A comprehensive and systematic review of the published scientific literature resulted in the identification of eight prospective studies (seven cohorts and one nested case–control study) that met predefined inclusion criteria. Relative to the consumption of < 250 mg n-3 LCFA per d, the consumption of ≥ 250 mg/d was associated with a significant 35·1 % reduction in the risk of sudden cardiac death and a near-significant 16·6 % reduction in the risk of total fatal coronary events, while the risk of non-fatal myocardial infarction was not significantly reduced.

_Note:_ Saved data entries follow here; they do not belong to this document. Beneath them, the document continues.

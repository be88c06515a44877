use serde_json::Value;
use tracing::warn;

use crate::error::ExtractionError;
use crate::model::issue::{
    IssueRecord, NO_CREATED_DATE, NO_STATUS, NO_SUMMARY, OTHERS, UNASSIGNED,
};
use crate::model::raw::{OptionField, RawIssue, RawResponse};

/// Custom field holding the improvement classification.
pub const DEFAULT_IMPROVEMENT_FIELD: &str = "customfield_35600";

/// Result of reading one search page.
#[derive(Debug, Default)]
pub struct Extraction {
    pub records: Vec<IssueRecord>,
    /// Total reported by the tracker for the whole query, not this page.
    pub total: u64,
    pub errors: Vec<ExtractionError>,
}

/// Turn one raw search page into canonical records.
///
/// Entries that cannot be read are logged and skipped; the rest of the page
/// is still extracted.
pub fn extract(raw: &RawResponse, project: &str, improvement_field: &str) -> Extraction {
    let mut out = Extraction {
        total: raw.total,
        ..Default::default()
    };

    for (index, entry) in raw.issues.iter().enumerate() {
        match extract_issue(entry, project, improvement_field) {
            Ok(record) => out.records.push(record),
            Err(reason) => {
                let err = ExtractionError {
                    index,
                    key: entry_key(entry),
                    reason,
                };
                warn!(project, error = %err, "skipping issue");
                out.errors.push(err);
            }
        }
    }

    out
}

fn extract_issue(
    entry: &Value,
    project: &str,
    improvement_field: &str,
) -> Result<IssueRecord, String> {
    let issue: RawIssue = serde_json::from_value(entry.clone()).map_err(|e| e.to_string())?;
    let fields = issue.fields;

    let improvement_type = match fields.custom.get(improvement_field) {
        None | Some(Value::Null) => OTHERS.to_string(),
        Some(value) => {
            let options: Vec<OptionField> = serde_json::from_value(value.clone())
                .map_err(|e| format!("{improvement_field}: {e}"))?;
            // Element zero as delivered; the tracker gives no ordering guarantee.
            options
                .into_iter()
                .next()
                .and_then(|o| o.value)
                .unwrap_or_else(|| OTHERS.to_string())
        }
    };

    Ok(IssueRecord {
        source: project.to_string(),
        program: project.to_string(),
        task_id: issue.key,
        status: fields
            .status
            .and_then(|s| s.name)
            .unwrap_or_else(|| NO_STATUS.to_string()),
        user_name: fields
            .assignee
            .and_then(|a| a.display_name)
            .unwrap_or_else(|| UNASSIGNED.to_string()),
        date_time: fields
            .created
            .unwrap_or_else(|| NO_CREATED_DATE.to_string()),
        task_name: fields.summary.unwrap_or_else(|| NO_SUMMARY.to_string()),
        improvement_type,
    })
}

fn entry_key(entry: &Value) -> String {
    entry
        .get("key")
        .and_then(Value::as_str)
        .unwrap_or("?")
        .to_string()
}
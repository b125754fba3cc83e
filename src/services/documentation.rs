use utoipa::OpenApi;

#[derive(OpenApi)]
/// Aggregated OpenAPI specification for the STREAKr backend.
#[openapi(
    paths(
        crate::routes::health::healthcheck,
        crate::routes::picks::current_picks,
        crate::routes::picks::put_pick,
        crate::routes::picks::delete_pick,
        crate::routes::leaderboard::current_leaderboard,
        crate::routes::bonus::claim_free_kick,
        crate::routes::admin::list_rounds,
        crate::routes::admin::upsert_round,
        crate::routes::admin::publish_round,
        crate::routes::admin::lock_started,
        crate::routes::admin::repair_keys,
        crate::routes::admin::settle_question,
    ),
    components(
        schemas(
            crate::dto::health::HealthResponse,
            crate::dto::picks::PicksViewResponse,
            crate::dto::picks::GameView,
            crate::dto::picks::QuestionView,
            crate::dto::picks::SubmitPickRequest,
            crate::dto::picks::PickAck,
            crate::dto::leaderboard::LeaderboardResponse,
            crate::dto::leaderboard::LeaderboardEntry,
            crate::dto::bonus::FreeKickRequest,
            crate::dto::bonus::FreeKickResponse,
            crate::dto::admin::UpsertRoundRequest,
            crate::dto::admin::GameInput,
            crate::dto::admin::QuestionInput,
            crate::dto::admin::SettleQuestionRequest,
            crate::dto::admin::RoundSummary,
            crate::dto::admin::LockStartedReport,
            crate::dto::admin::RepairReport,
            crate::dto::admin::ActionResponse,
            crate::core::picks::Answer,
            crate::core::status::StatusKind,
            crate::core::status::Outcome,
            crate::core::gate::GateRejection,
        )
    ),
    tags(
        (name = "health", description = "Health check endpoints"),
        (name = "picks", description = "Round picks view and pick writes"),
        (name = "leaderboard", description = "Round leaderboards"),
        (name = "bonus", description = "One-per-season bonus actions"),
        (name = "admin", description = "Round management, settlement, and maintenance"),
    )
)]
pub struct ApiDoc;
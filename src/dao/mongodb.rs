use mongodb::{Client, Database, bson::doc, error::Error as MongoError, options::ClientOptions};
use std::{sync::Arc, time::Duration};
use thiserror::Error;
use tokio::{
    sync::RwLock,
    time::{MissedTickBehavior, interval, sleep},
};
use tracing::{error, info, warn};

const DEFAULT_DB: &str = "streakr";
const MAX_CONNECT_ATTEMPTS: u32 = 10;
const BASE_RETRY_DELAY_MS: u64 = 250;
const HEALTH_CHECK_INTERVAL_SECS: u64 = 30;

/// Collection holding round definitions.
pub const ROUNDS_COLLECTION: &str = "rounds";
/// Collection holding the per-season current-round pointer.
pub const SEASON_CONFIG_COLLECTION: &str = "season_config";
/// Collection holding raw question-status records.
pub const STATUS_COLLECTION: &str = "question_statuses";
/// Collection holding picks.
pub const PICKS_COLLECTION: &str = "picks";
/// Collection holding per-season bonus-action markers.
pub const BONUS_COLLECTION: &str = "bonus_markers";

/// Shared handle to the MongoDB connection, safe to clone across requests.
#[derive(Clone)]
pub struct MongoManager {
    inner: Arc<MongoManagerInner>,
}

struct MongoManagerInner {
    state: RwLock<MongoState>,
    options: ClientOptions,
    database_name: String,
    uri: String,
}

struct MongoState {
    client: Client,
    database: Database,
}

type Result<T> = std::result::Result<T, StoreError>;

/// Error raised by the storage layer.
#[derive(Debug, Error)]
pub enum StoreError {
    /// The connection URI did not parse.
    #[error("failed to parse MongoDB connection URI `{uri}`")]
    InvalidUri {
        /// Offending URI.
        uri: String,
        #[source]
        source: MongoError,
    },
    /// The client could not be built from parsed options.
    #[error("failed to build MongoDB client from options")]
    ClientConstruction {
        #[source]
        source: MongoError,
    },
    /// Initial connection pings kept failing.
    #[error("MongoDB ping failed during initial connection after {attempts} attempt(s)")]
    InitialPing {
        /// How many pings were attempted.
        attempts: u32,
        #[source]
        source: MongoError,
    },
    /// A health-check ping failed.
    #[error("MongoDB ping health check failed")]
    HealthPing {
        #[source]
        source: MongoError,
    },
    /// Index creation failed at startup.
    #[error("failed to ensure index `{index}` on collection `{collection}`")]
    EnsureIndex {
        /// Target collection.
        collection: &'static str,
        /// Index description.
        index: &'static str,
        #[source]
        source: MongoError,
    },
    /// A read against a collection failed.
    #[error("failed to read from `{collection}`")]
    Read {
        /// Target collection.
        collection: &'static str,
        #[source]
        source: MongoError,
    },
    /// A write against a collection failed.
    #[error("failed to write to `{collection}`")]
    Write {
        /// Target collection.
        collection: &'static str,
        #[source]
        source: MongoError,
    },
}

/// Detect the duplicate-key write error used by conditional inserts.
pub fn is_duplicate_key(err: &MongoError) -> bool {
    use mongodb::error::{ErrorKind, WriteFailure};
    match &*err.kind {
        ErrorKind::Write(WriteFailure::WriteError(write_error)) => write_error.code == 11000,
        _ => false,
    }
}

/// Connect to MongoDB and start a watcher that keeps the connection healthy.
pub async fn connect(uri: &str, db_name: Option<&str>) -> Result<MongoManager> {
    let database_name = db_name.unwrap_or(DEFAULT_DB).to_owned();
    let options = ClientOptions::parse(uri)
        .await
        .map_err(|source| StoreError::InvalidUri {
            uri: uri.to_owned(),
            source,
        })?;

    let (client, database) = establish_connection(&options, &database_name).await?;

    let state = MongoState { client, database };
    let inner = Arc::new(MongoManagerInner {
        state: RwLock::new(state),
        options,
        database_name,
        uri: uri.to_owned(),
    });

    MongoManagerInner::spawn_health_task(&inner);

    Ok(MongoManager { inner })
}

/// Ensure the indexes required by the application are present.
///
/// The unique bonus-marker `_id` already enforces one claim per season and
/// user; the remaining indexes exist for the round-scoped scans.
pub async fn ensure_indexes(database: &Database) -> Result<()> {
    create_index(database, STATUS_COLLECTION, "round", doc! {"round": 1}).await?;
    create_index(
        database,
        STATUS_COLLECTION,
        "question_id",
        doc! {"question_id": 1},
    )
    .await?;
    create_index(database, PICKS_COLLECTION, "round", doc! {"round": 1}).await?;
    create_index(database, PICKS_COLLECTION, "user", doc! {"user": 1}).await?;
    Ok(())
}

async fn create_index(
    database: &Database,
    collection: &'static str,
    index: &'static str,
    keys: mongodb::bson::Document,
) -> Result<()> {
    let model = mongodb::IndexModel::builder().keys(keys).build();
    database
        .collection::<mongodb::bson::Document>(collection)
        .create_index(model)
        .await
        .map_err(|source| StoreError::EnsureIndex {
            collection,
            index,
            source,
        })?;
    Ok(())
}

impl MongoManager {
    /// Clone the current database handle.
    pub async fn database(&self) -> Database {
        let guard = self.inner.state.read().await;
        guard.database.clone()
    }

    /// Issue a ping against the current MongoDB connection.
    pub async fn ping(&self) -> Result<()> {
        self.inner.ping().await
    }
}

impl MongoManagerInner {
    fn spawn_health_task(inner: &Arc<Self>) {
        let weak = Arc::downgrade(inner);
        tokio::spawn(async move {
            let mut interval = interval(Duration::from_secs(HEALTH_CHECK_INTERVAL_SECS));
            interval.set_missed_tick_behavior(MissedTickBehavior::Delay);

            loop {
                interval.tick().await;

                let Some(inner) = weak.upgrade() else {
                    break;
                };

                if let Err(err) = inner.ping().await {
                    warn!(error = %err, "MongoDB health ping failed; attempting reconnect");
                    inner.reconnect().await;
                }
            }
        });
    }

    async fn ping(&self) -> Result<()> {
        let database = {
            let guard = self.state.read().await;
            guard.database.clone()
        };

        database
            .run_command(doc! { "ping": 1 })
            .await
            .map_err(|source| StoreError::HealthPing { source })?;

        Ok(())
    }

    async fn reconnect(&self) {
        let mut attempt: u32 = 0;

        loop {
            attempt += 1;

            match establish_connection(&self.options, &self.database_name).await {
                Ok((client, database)) => {
                    {
                        let mut guard = self.state.write().await;
                        guard.client = client;
                        guard.database = database;
                    }
                    info!(attempt, "reconnected to MongoDB");
                    break;
                }
                Err(err) => {
                    error!(
                        attempt,
                        error = %err,
                        uri = %self.uri,
                        "MongoDB reconnect attempt failed"
                    );

                    let backoff_multiplier = 1u64 << (attempt.saturating_sub(1).min(4));
                    let wait = Duration::from_millis(BASE_RETRY_DELAY_MS * backoff_multiplier)
                        .min(Duration::from_secs(5));

                    sleep(wait).await;
                }
            }
        }
    }
}

async fn establish_connection(
    options: &ClientOptions,
    database_name: &str,
) -> Result<(Client, Database)> {
    let options = options.clone();
    let client =
        Client::with_options(options).map_err(|source| StoreError::ClientConstruction { source })?;
    let database = client.database(database_name);

    let mut attempt: u32 = 0;
    loop {
        attempt += 1;

        match database.run_command(doc! { "ping": 1 }).await {
            Ok(_) => {
                if attempt > 1 {
                    info!(attempt, "connected to MongoDB after retry");
                }
                return Ok((client.clone(), database.clone()));
            }
            Err(err) if attempt < MAX_CONNECT_ATTEMPTS => {
                let backoff_multiplier = 1u64 << (attempt.saturating_sub(1).min(4));
                let wait = Duration::from_millis(BASE_RETRY_DELAY_MS * backoff_multiplier)
                    .min(Duration::from_secs(5));
                warn!(
                    attempt,
                    wait_ms = wait.as_millis(),
                    error = %err,
                    "MongoDB ping failed during initial connection; retrying"
                );
                sleep(wait).await;
            }
            Err(err) => {
                return Err(StoreError::InitialPing {
                    attempts: attempt,
                    source: err,
                });
            }
        }
    }
}
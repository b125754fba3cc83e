use axum::Router;

use crate::state::SharedState;

/// Admin endpoints: round management, settlement, maintenance batches.
pub mod admin;
/// Free-kick claim endpoint.
pub mod bonus;
/// Swagger UI and the OpenAPI document.
pub mod docs;
/// Health probe.
pub mod health;
/// Round leaderboard endpoint.
pub mod leaderboard;
/// Picks view and pick writes.
pub mod picks;

/// Compose all route trees, wiring in shared state and documentation routes.
pub fn router(state: SharedState) -> Router<()> {
    let api_router = health::router()
        .merge(picks::router())
        .merge(leaderboard::router())
        .merge(bonus::router())
        .merge(admin::router(state.clone()));

    let docs_router = docs::router(state.clone());

    api_router.merge(docs_router).with_state(state)
}
//! Round leaderboard assembly.

use crate::{
    core::{picks, status, streak},
    dao::{picks::PickRepository, statuses::StatusRepository},
    dto::leaderboard::{LeaderboardEntry, LeaderboardResponse},
    error::ServiceError,
    services::round_service,
    state::SharedState,
};

/// Build the leaderboard for the published round: every user with at least
/// one pick, ranked by best streak across the round's games.
pub async fn current_leaderboard(
    state: &SharedState,
) -> Result<LeaderboardResponse, ServiceError> {
    let round = round_service::current_round(state).await?;
    let sets = round_service::question_sets(&round);
    let all_ids: Vec<String> = sets
        .iter()
        .flat_map(|set| set.question_ids.iter().cloned())
        .collect();
    let games_ids: Vec<Vec<String>> = sets.into_iter().map(|set| set.question_ids).collect();

    let mongo = state.require_mongo().await?;
    let status_repo = StatusRepository::new(mongo.clone());
    let pick_repo = PickRepository::new(mongo);

    let (status_records, pick_records) = tokio::join!(
        status_repo.for_round(round.number),
        pick_repo.for_questions(&all_ids),
    );
    let statuses = status::reconcile(status_records?.into_iter().map(Into::into));
    let pick_set = picks::aggregate(pick_records?.into_iter().map(Into::into));

    let rule = state.config().missing_pick_rule;
    let scored: Vec<(String, u32)> = pick_set
        .by_user
        .iter()
        .map(|(user, user_picks)| {
            (
                user.clone(),
                streak::best_streak_across_games(&games_ids, &statuses, user_picks, rule),
            )
        })
        .collect();

    Ok(LeaderboardResponse {
        round: round.number,
        entries: rank(scored),
    })
}

/// Order scored users into ranked entries: streak descending, ties
/// alphabetical by user id, ranks 1-based.
fn rank(mut scored: Vec<(String, u32)>) -> Vec<LeaderboardEntry> {
    scored.sort_by(|a, b| b.1.cmp(&a.1).then_with(|| a.0.cmp(&b.0)));
    scored
        .into_iter()
        .enumerate()
        .map(|(index, (user, streak))| LeaderboardEntry {
            rank: (index + 1) as u32,
            user,
            streak,
        })
        .collect()
}

#[cfg(test)]
mod tests {
    use super::*;

    #[test]
    fn ranks_by_streak_then_user() {
        let entries = rank(vec![
            ("mia".into(), 2),
            ("zed".into(), 4),
            ("ann".into(), 2),
            ("kai".into(), 0),
        ]);

        let order: Vec<(&str, u32, u32)> = entries
            .iter()
            .map(|entry| (entry.user.as_str(), entry.streak, entry.rank))
            .collect();
        assert_eq!(
            order,
            vec![("zed", 4, 1), ("ann", 2, 2), ("mia", 2, 3), ("kai", 0, 4)]
        );
    }

    #[test]
    fn zero_streak_users_still_appear() {
        let entries = rank(vec![("solo".into(), 0)]);
        assert_eq!(entries.len(), 1);
        assert_eq!(entries[0].rank, 1);
        assert_eq!(entries[0].streak, 0);
    }
}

In several meta-analyses, which were based on US studies, risk of CHD death was found to be dose-dependently reduced by the n-3 LCFA, with further risk reductions observed with intakes in excess of 250 mg/d.

Prospective observational and intervention data from Japan, where intake of fish is very high, suggest that n-3 LCFA intakes of 900 to 1000 mg/d and greater may confer protection against non-fatal myocardial infarction.

Thus, the intake of 250 mg n-3 LCFA per d may, indeed, be a minimum target to be achieved by the general population for the promotion of cardiovascular health.